- Provided material:
◇ ◇ ◇

//! Deep reactive observation over in-memory object graphs.
//!
//! Wrap a value's mutable containers in [`TrackedVec`], [`TrackedMap`], or
//! [`TrackedSet`], derive [`Record`] on its structs, and call
//! [`Reactive::reactive`] on the root. From then on, every write anywhere in
//! the graph raises a [`Change`] that bubbles to every ancestor with a
//! path composed per the object's shape, and [`on`]/[`receiver`] subscribe
//! to it with a glob, regex, or index filter.
//!
//! ```
//! use graphwatch::{Reactive, container::TrackedVec};
//! use std::rc::Rc;
//!
//! let numbers: Rc<TrackedVec<i32>> = Rc::new(TrackedVec::new()).reactive();
//! graphwatch::receiver(numbers.as_ref(), "*", false, |change| {
//!     println!("{change}");
//! })
//! .unwrap();
//! numbers.push(7);
//! ```

pub mod activate;
pub mod change;
pub mod container;
pub mod dispatch;
pub mod error;
mod facade;
pub mod filter;
pub mod identity;
pub mod node;
pub mod path;
pub mod record;
pub mod registry;
pub mod value;

pub use change::Change;
pub use container::{TrackedMap, TrackedSet, TrackedVec};
pub use dispatch::{configure, Config};
pub use error::{Error, Result};
pub use facade::{detach, on, receiver, Reactive};
pub use graphwatch_derive::Record;
pub use identity::NodeId;
pub use node::{BackRef, Kind, Node};
pub use record::Tracked;
pub use value::{Key, Source, Trackable, Value};

// `Record` names both the trait (type namespace) and the derive macro
// (macro namespace); they don't collide, so both are re-exported as `Record`.
pub use record::Record;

◇ ◇ ◇

- Exercise goal:
Find the word "both" in the listing above. Copy each line where it appears.

- The completed task:
// `Record` names both the trait (type namespace) and the derive macro
// (macro namespace); they don't collide, so both are re-exported as `Record`.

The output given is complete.